Certain amounts in the prior period financial statements have been reclassified to conform to the current period presentation. These reclassifications had no effect on reported consolidated net (loss).

Cash and Cash Equivalents

Cash and Cash Equivalents

 

Cash and cash equivalents include cash on hand and investments in money market funds. The Company considers all highly-liquid instruments with an original maturity of 90 days or less at the time of purchase to be cash equivalents.

Equipment

Equipment

 

Property and equipment are stated at cost. Costs of replacements and major improvements are capitalized, and maintenance and repairs are charged to operations as incurred. Depreciation expense is provided primarily by the straight-line method over the estimated useful lives of the assets which is seven years. Depreciation expense amounted to $380 and $379 for the years ended December 31, 2017 and 2016, respectively.
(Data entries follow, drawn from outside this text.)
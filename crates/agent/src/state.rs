//! Turn state and the merge policy applied between steps.
//!
//! One `TurnState` exists per workflow run. Steps never mutate it
//! directly; they return a [`StateUpdate`] delta and the engine merges
//! it through [`TurnState::apply`], so a step that forgets to append
//! cannot corrupt history.

use docent_core::message::{Message, SessionId};
use docent_core::schema::{Answer, Intent};

/// The workflow positions, in pipeline order.
#[derive(Debug, Clone, Copy, PartialEq, Eq)]
pub enum Step {
    /// Classify the user's intent (always the entry point)
    ClassifyIntent,
    /// Answer a question from the documents
    QaAgent,
    /// Summarize document content
    SummarizationAgent,
    /// Compute over document data
    CalculationAgent,
    /// Refresh the rolling summary and active document set
    UpdateMemory,
    /// Terminal
    Done,
}

impl Step {
    /// The name recorded in `actions_taken` when this step runs.
    pub fn name(&self) -> &'static str {
        match self {
            Self::ClassifyIntent => "classify_intent",
            Self::QaAgent => "qa_agent",
            Self::SummarizationAgent => "summarization_agent",
            Self::CalculationAgent => "calculation_agent",
            Self::UpdateMemory => "update_memory",
            Self::Done => "done",
        }
    }
}

impl std::fmt::Display for Step {
    fn fmt(&self, f: &mut std::fmt::Formatter<'_>) -> std::fmt::Result {
        f.write_str(self.name())
    }
}

/// The mutable record threaded through one workflow run.
#[derive(Debug, Clone)]
pub struct TurnState {
    /// The thread this run belongs to
    pub session_id: SessionId,

    /// Latest raw user text
    pub user_input: String,

    /// Conversation history. Seeded from the persisted session record
    /// (excluding the current input); the turn's own exchange is
    /// appended through the merge policy, never by a step directly.
    pub messages: Vec<Message>,

    /// The most recent classification result
    pub intent: Option<Intent>,

    /// Which step the engine runs next
    pub next_step: Step,

    /// Rolling digest maintained by the memory updater
    pub conversation_summary: String,

    /// Document ids currently in focus
    pub active_documents: Vec<String>,

    /// The validated answer produced this turn
    pub current_response: Option<Answer>,

    /// Tools invoked this turn, in invocation order
    pub tools_used: Vec<String>,

    /// Every component visited this run, in order
    pub actions_taken: Vec<String>,
}

impl TurnState {
    /// Seed a fresh run. `history` is the persisted conversation up to
    /// (but not including) the current input; `summary` and
    /// `active_documents` carry over from the previous run's digest.
    pub fn new(
        session_id: SessionId,
        user_input: impl Into<String>,
        history: Vec<Message>,
        summary: String,
        active_documents: Vec<String>,
    ) -> Self {
        Self {
            session_id,
            user_input: user_input.into(),
            messages: history,
            intent: None,
            next_step: Step::ClassifyIntent,
            conversation_summary: summary,
            active_documents,
            current_response: None,
            tools_used: Vec::new(),
            actions_taken: Vec::new(),
        }
    }

    /// Merge a step's delta into the state.
    ///
    /// The policy table, applied here and nowhere else:
    ///
    /// | field                  | policy                 |
    /// |------------------------|------------------------|
    /// | `messages`             | append                 |
    /// | `actions_taken`        | append                 |
    /// | everything else        | overwrite when present |
    pub fn apply(&mut self, update: StateUpdate) {
        self.messages.extend(update.messages);
        self.actions_taken.extend(update.actions_taken);

        if let Some(intent) = update.intent {
            self.intent = Some(intent);
        }
        if let Some(next_step) = update.next_step {
            self.next_step = next_step;
        }
        if let Some(summary) = update.conversation_summary {
            self.conversation_summary = summary;
        }
        if let Some(active) = update.active_documents {
            self.active_documents = active;
        }
        if let Some(response) = update.current_response {
            self.current_response = Some(response);
        }
        if let Some(tools) = update.tools_used {
            self.tools_used = tools;
        }
    }
}

/// A partial delta returned by one step.
///
/// Append-policy fields are plain vectors (empty means "nothing to
/// add"); overwrite-policy fields are options (`None` means "leave the
/// previous value alone").
#[derive(Debug, Default)]
pub struct StateUpdate {
    pub messages: Vec<Message>,
    pub actions_taken: Vec<String>,
    pub intent: Option<Intent>,
    pub next_step: Option<Step>,
    pub conversation_summary: Option<String>,
    pub active_documents: Option<Vec<String>>,
    pub current_response: Option<Answer>,
    pub tools_used: Option<Vec<String>>,
}

impl StateUpdate {
    /// A delta that only records the visit and moves the engine on.
    pub fn advance(step_name: &str, next: Step) -> Self {
        Self {
            actions_taken: vec![step_name.to_string()],
            next_step: Some(next),
            ..Self::default()
        }
    }
}
//! `docent sessions` — List saved conversation threads.

use anyhow::Context;
use docent_config::AppConfig;
use docent_core::SessionStore;
use docent_sessions::FileStore;

pub async fn run() -> anyhow::Result<()> {
    let config = AppConfig::load().context("Failed to load config")?;
    let store = FileStore::new(config.sessions_dir());

    let ids = store.list().await.context("Failed to list sessions")?;
    if ids.is_empty() {
        println!("No sessions yet.");
        return Ok(());
    }

    for id in ids {
        match store.load(&id).await {
            Ok(Some(session)) => {
                println!(
                    "{id}  {} messages  updated {}",
                    session.messages.len(),
                    session.updated_at.format("%Y-%m-%d %H:%M")
                );
            }
            _ => println!("{id}"),
        }
    }

    Ok(())
}
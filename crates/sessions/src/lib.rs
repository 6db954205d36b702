//! # Docent Sessions
//!
//! Session persistence backends. The engine keeps one append-only
//! record per conversation thread; these stores decide where it lives.
//!
//! - [`FileStore`] — one pretty-printed JSON file per session
//! - [`MemoryStore`] — in-process map, for tests and ephemeral runs

mod file_store;
mod memory_store;

pub use file_store::FileStore;
pub use memory_store::MemoryStore;
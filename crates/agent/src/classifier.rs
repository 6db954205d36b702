//! Intent classification — shape-constrained model call with a
//! deterministic keyword fallback.

use docent_core::message::Message;
use docent_core::provider::{Provider, ProviderRequest};
use docent_core::schema::{ClassificationPayload, Confidence, Intent, IntentLabel, OutputShape};
use std::sync::Arc;
use tracing::{debug, warn};

use crate::graph::route;
use crate::prompts::classification_prompt;
use crate::state::{StateUpdate, Step, TurnState};

/// Confidence reported when the rule-based fallback classifies a turn.
/// A fixed low value; it signals "fallback", nothing more.
pub const FALLBACK_CONFIDENCE: f64 = 0.5;

const CALCULATION_KEYWORDS: &[&str] = &["calculate", "sum", "total", "average", "multiply"];
const SUMMARIZATION_KEYWORDS: &[&str] = &["summarize", "summary", "overview"];

/// Classify the current input and pick the handler to route to.
///
/// Any provider failure or malformed classification degrades to the
/// keyword fallback; classification never kills a turn.
pub async fn classify_intent(
    provider: Option<&Arc<dyn Provider>>,
    model: &str,
    state: &TurnState,
) -> StateUpdate {
    let intent = match provider {
        Some(provider) => {
            match classify_with_model(provider.as_ref(), model, &state.user_input, &state.messages)
                .await
            {
                Ok(intent) => intent,
                Err(reason) => {
                    warn!(reason = %reason, "Classification unavailable, using keyword fallback");
                    fallback_classify(&state.user_input)
                }
            }
        }
        None => fallback_classify(&state.user_input),
    };

    debug!(
        label = %intent.label,
        confidence = %intent.confidence,
        "Intent classified"
    );

    let next = route(intent.label);
    StateUpdate {
        intent: Some(intent),
        next_step: Some(next),
        actions_taken: vec![Step::ClassifyIntent.name().to_string()],
        ..StateUpdate::default()
    }
}

async fn classify_with_model(
    provider: &dyn Provider,
    model: &str,
    user_input: &str,
    history: &[Message],
) -> Result<Intent, String> {
    let prompt = classification_prompt(user_input, history);

    let mut request = ProviderRequest::text(model, vec![Message::user(prompt)]);
    request.output_shape = Some(OutputShape::classification());

    let response = provider.complete(request).await.map_err(|e| e.to_string())?;

    let payload: ClassificationPayload = serde_json::from_str(&response.message.content)
        .map_err(|e| format!("malformed classification payload: {e}"))?;

    Ok(Intent {
        label: IntentLabel::parse(&payload.intent),
        confidence: payload.confidence,
        rationale: payload.rationale,
    })
}

/// Deterministic keyword rules, used when no model is available.
pub fn fallback_classify(user_input: &str) -> Intent {
    let lowered = user_input.to_lowercase();

    let (label, rationale) = if CALCULATION_KEYWORDS.iter().any(|k| lowered.contains(k)) {
        (
            IntentLabel::Calculation,
            "Rule-based classification: matched calculation keywords",
        )
    } else if SUMMARIZATION_KEYWORDS.iter().any(|k| lowered.contains(k)) {
        (
            IntentLabel::Summarization,
            "Rule-based classification: matched summarization keywords",
        )
    } else {
        (
            IntentLabel::Qa,
            "Rule-based classification: no keyword match, defaulting to qa",
        )
    };

    Intent {
        label,
        confidence: Confidence::new(FALLBACK_CONFIDENCE).unwrap_or(Confidence::ZERO),
        rationale: rationale.into(),
    }
}
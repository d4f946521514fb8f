//! Record store handle and its initialization lifecycle.
//!
//! # Responsibility
//! - Own the single SQLite connection shared by both record collections.
//! - Run connection bootstrap and index setup exactly once.
//! - Release the connection on `close`.
//!
//! # Invariants
//! - Concurrent `open` callers observe one setup sequence and its outcome.
//! - A failed setup leaves the store unopened; a later `open` retries on the
//!   same adopted connection, if one was given.
//! - `close` is terminal: after it, operations see `DbError::Unavailable`
//!   and `open` reports `DbError::Closed`.

use crate::config::{ConfigError, StoreOptions};
use crate::db::collection::ensure_index_on;
use crate::db::{
    bootstrap_connection, open_db, open_db_in_memory, DbError, DbResult, IndexFailure,
    SqliteCollection,
};
use log::{error, info};
use once_cell::sync::OnceCell;
use rusqlite::Connection;
use std::sync::atomic::{AtomicUsize, Ordering};
use std::sync::{Arc, Mutex};
use std::time::Instant;

/// Fields indexed on both collections during setup.
pub const INDEXED_FIELDS: [&str; 5] = ["privkey", "cert", "domains", "email", "accountId"];

pub struct Store {
    options: StoreOptions,
    handle: OnceCell<Mutex<Option<Connection>>>,
    adopted: Mutex<Option<Connection>>,
    setup_runs: AtomicUsize,
}

impl Store {
    /// Creates an unopened store. No connection is made until `open`.
    pub fn new(options: StoreOptions) -> Result<Self, ConfigError> {
        options.validate()?;
        Ok(Self {
            options,
            handle: OnceCell::new(),
            adopted: Mutex::new(None),
            setup_runs: AtomicUsize::new(0),
        })
    }

    /// Creates an unopened store that will adopt `conn` instead of
    /// connecting to `options.database`.
    pub fn with_connection(conn: Connection, options: StoreOptions) -> Result<Self, ConfigError> {
        let mut store = Self::new(options)?;
        store.adopted = Mutex::new(Some(conn));
        Ok(store)
    }

    pub fn options(&self) -> &StoreOptions {
        &self.options
    }

    /// Connects, migrates and creates indexes. Idempotent once it succeeds.
    ///
    /// # Errors
    /// - Connection, migration and index failures are returned unchanged.
    /// - Returns `DbError::Closed` after `close`.
    pub fn open(&self) -> DbResult<()> {
        let cell = self
            .handle
            .get_or_try_init(|| self.connect_and_setup().map(|conn| Mutex::new(Some(conn))))?;
        let guard = cell.lock().map_err(|_| DbError::LockPoisoned)?;
        if guard.is_none() {
            return Err(DbError::Closed);
        }
        Ok(())
    }

    pub fn is_open(&self) -> bool {
        self.handle
            .get()
            .and_then(|cell| cell.lock().ok().map(|guard| guard.is_some()))
            .unwrap_or(false)
    }

    /// Closes the connection. Closing an unopened store prevents later opens.
    pub fn close(&self) -> DbResult<()> {
        let cell = self.handle.get_or_init(|| Mutex::new(None));
        let conn = cell.lock().map_err(|_| DbError::LockPoisoned)?.take();
        if let Some(conn) = conn {
            conn.close().map_err(|(_, err)| DbError::Sqlite(err))?;
            info!("event=store_close module=store status=ok");
        }
        Ok(())
    }

    /// Number of setup sequences that ran to completion.
    pub fn setup_count(&self) -> usize {
        self.setup_runs.load(Ordering::SeqCst)
    }

    pub fn accounts(self: &Arc<Self>) -> DbResult<SqliteCollection> {
        SqliteCollection::new(Arc::clone(self), self.options.accounts_coll_name.clone())
    }

    pub fn certificates(self: &Arc<Self>) -> DbResult<SqliteCollection> {
        SqliteCollection::new(Arc::clone(self), self.options.certs_coll_name.clone())
    }

    /// Runs `f` against the open connection.
    pub(crate) fn with_conn<R>(
        &self,
        f: impl FnOnce(&mut Connection) -> DbResult<R>,
    ) -> DbResult<R> {
        let cell = self.handle.get().ok_or(DbError::Unavailable)?;
        let mut guard = cell.lock().map_err(|_| DbError::LockPoisoned)?;
        let conn = guard.as_mut().ok_or(DbError::Unavailable)?;
        f(conn)
    }

    fn connect_and_setup(&self) -> DbResult<Connection> {
        let started_at = Instant::now();
        info!(
            "event=store_open module=store status=start in_memory={}",
            self.options.is_in_memory()
        );

        let result = match self.take_adopted()? {
            Some(mut conn) => match self.setup_adopted(&mut conn) {
                Ok(()) => Ok(conn),
                Err(err) => {
                    self.readopt(conn)?;
                    Err(err)
                }
            },
            None => self.connect().and_then(|mut conn| {
                self.ensure_indexes(&mut conn)?;
                Ok(conn)
            }),
        };

        match &result {
            Ok(_) => {
                self.setup_runs.fetch_add(1, Ordering::SeqCst);
                info!(
                    "event=store_open module=store status=ok duration_ms={}",
                    started_at.elapsed().as_millis()
                );
            }
            Err(err) => error!(
                "event=store_open module=store status=error duration_ms={} error={}",
                started_at.elapsed().as_millis(),
                err
            ),
        }
        result
    }

    fn take_adopted(&self) -> DbResult<Option<Connection>> {
        Ok(self
            .adopted
            .lock()
            .map_err(|_| DbError::LockPoisoned)?
            .take())
    }

    fn readopt(&self, conn: Connection) -> DbResult<()> {
        *self.adopted.lock().map_err(|_| DbError::LockPoisoned)? = Some(conn);
        Ok(())
    }

    fn setup_adopted(&self, conn: &mut Connection) -> DbResult<()> {
        bootstrap_connection(conn, self.options.busy_timeout())?;
        self.ensure_indexes(conn)
    }

    fn connect(&self) -> DbResult<Connection> {
        if self.options.is_in_memory() {
            open_db_in_memory()
        } else {
            open_db(self.options.database.trim(), self.options.busy_timeout())
        }
    }

    /// Attempts every index, then reports all failures together.
    fn ensure_indexes(&self, conn: &mut Connection) -> DbResult<()> {
        let mut failures = Vec::new();
        for collection in [
            &self.options.accounts_coll_name,
            &self.options.certs_coll_name,
        ] {
            for field in INDEXED_FIELDS {
                if let Err(err) = ensure_index_on(conn, collection, field) {
                    error!(
                        "event=index_ensure module=store status=error collection={} field={} error={}",
                        collection, field, err
                    );
                    failures.push(IndexFailure {
                        collection: collection.clone(),
                        field: field.to_string(),
                        message: err.to_string(),
                    });
                }
            }
        }

        if failures.is_empty() {
            Ok(())
        } else {
            Err(DbError::IndexSetup(failures))
        }
    }
}

#[cfg(test)]
mod tests {
    use super::{Store, INDEXED_FIELDS};
    use crate::config::StoreOptions;
    use crate::db::DbError;
    use rusqlite::Connection;

    fn index_rows(store: &Store) -> i64 {
        store
            .with_conn(|conn| {
                Ok(conn.query_row("SELECT COUNT(*) FROM collection_indexes;", [], |row| {
                    row.get(0)
                })?)
            })
            .unwrap()
    }

    #[test]
    fn open_registers_indexes_on_both_collections() {
        let store = Store::new(StoreOptions::in_memory()).unwrap();
        store.open().unwrap();
        store.open().unwrap();

        assert!(store.is_open());
        assert_eq!(store.setup_count(), 1);
        assert_eq!(index_rows(&store), (INDEXED_FIELDS.len() * 2) as i64);
    }

    #[test]
    fn adopted_connection_is_bootstrapped() {
        let conn = Connection::open_in_memory().unwrap();
        let store = Store::with_connection(conn, StoreOptions::in_memory()).unwrap();
        store.open().unwrap();

        let version: u32 = store
            .with_conn(|conn| Ok(conn.query_row("PRAGMA user_version;", [], |row| row.get(0))?))
            .unwrap();
        assert_eq!(version, crate::db::migrations::latest_version());
    }

    #[test]
    fn failed_setup_keeps_the_adopted_connection() {
        let dir = tempfile::tempdir().unwrap();
        let fallback = dir.path().join("fallback.sqlite3");
        let conn = Connection::open_in_memory().unwrap();
        conn.execute_batch("CREATE TABLE idx_documents_field_cert (x INTEGER);")
            .unwrap();
        let store =
            Store::with_connection(conn, StoreOptions::file(fallback.to_str().unwrap())).unwrap();

        for _ in 0..2 {
            assert!(matches!(store.open(), Err(DbError::IndexSetup(_))));
        }
        assert!(!store.is_open());
        assert!(!fallback.exists());

        let blocker: i64 = store
            .adopted
            .lock()
            .unwrap()
            .as_ref()
            .unwrap()
            .query_row(
                "SELECT COUNT(*) FROM sqlite_master WHERE name = 'idx_documents_field_cert';",
                [],
                |row| row.get(0),
            )
            .unwrap();
        assert_eq!(blocker, 1);
    }

    #[test]
    fn unopened_and_closed_stores_are_unavailable() {
        let store = Store::new(StoreOptions::in_memory()).unwrap();
        assert!(matches!(
            store.with_conn(|_| Ok(())),
            Err(DbError::Unavailable)
        ));

        store.open().unwrap();
        store.close().unwrap();
        assert!(!store.is_open());
        assert!(matches!(
            store.with_conn(|_| Ok(())),
            Err(DbError::Unavailable)
        ));
        assert!(matches!(store.open(), Err(DbError::Closed)));
    }
}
Prepaid interest and deposits

Prepaid interest and deposits 

Prepaid interest and deposits consist of prepaid consulting fees, debt discounts, amounts paid for deposits on property, plant and equipment and other prepaid items. Prepaid interest is amortized over the life of the related liability.

Revenue Recognition

Revenue Recognition

 

Revenue for the women's fashion division will be recognized at the point-of-sale for retail store sales, net of estimated customer returns. Revenue will be recognized at the completion of a job or service for the consulting division. The Company maintains an allowance for doubtful accounts for its consulting service accounts receivable, which management reviews on a regular basis and believes is sufficient to cover potential credit losses and billing adjustments. Deposits for consulting services are recognized as a sale upon completion of service. 

Income taxes

Income Taxes

 

Income taxes are accounted for under the asset and liability method as stipulated by ASC 740 "Income Taxes." Deferred tax assets and liabilities are recognized for the future tax consequences attributable to differences between the financial statement carrying amounts of existing assets and liabilities and their respective tax bases and operating loss and tax credit carry forwards. Deferred tax assets and liabilities are measured using enacted tax rates expected to apply to taxable income in the years in which those temporary differences are expected to be recovered or settled. Under ASC 740, the effect on deferred tax assets and liabilities or a change in tax rate is recognized in income in the period that includes the enactment date. Deferred tax assets are reduced to estimated amounts to be realized by the use of a valuation allowance. A valuation allowance is applied when in management's view it is more likely than not that such deferred tax asset will be unable to be utilized.

 

The Company adopted certain provisions under ASC Topic 740, which provide interpretative guidance for the financial statement recognition and measurement of a tax position taken or expected to be taken in a tax return. Effective with the Company's adoption of these provisions, interest related to the unrecognized tax benefits is recognized in the financial statements as a component of income taxes.

 

In the unlikely event that an uncertain tax position exists in which the Company could incur income taxes, the Company would evaluate whether there is a probability that the uncertain tax position taken would be sustained upon examination by the taxing authorities. Reserves for uncertain tax positions would be recorded if the Company determined it is probable that a position would not be sustained upon examination or if payment would have to be made to a taxing authority and the amount is reasonably estimated. As of December 31, 2017 and 2016, the Company does not believe it has any uncertain tax positions that would result in the Company having a liability to the taxing authorities. The Company's tax returns are subject to examination by the federal and state tax authorities for the years ended 2006 through 2017.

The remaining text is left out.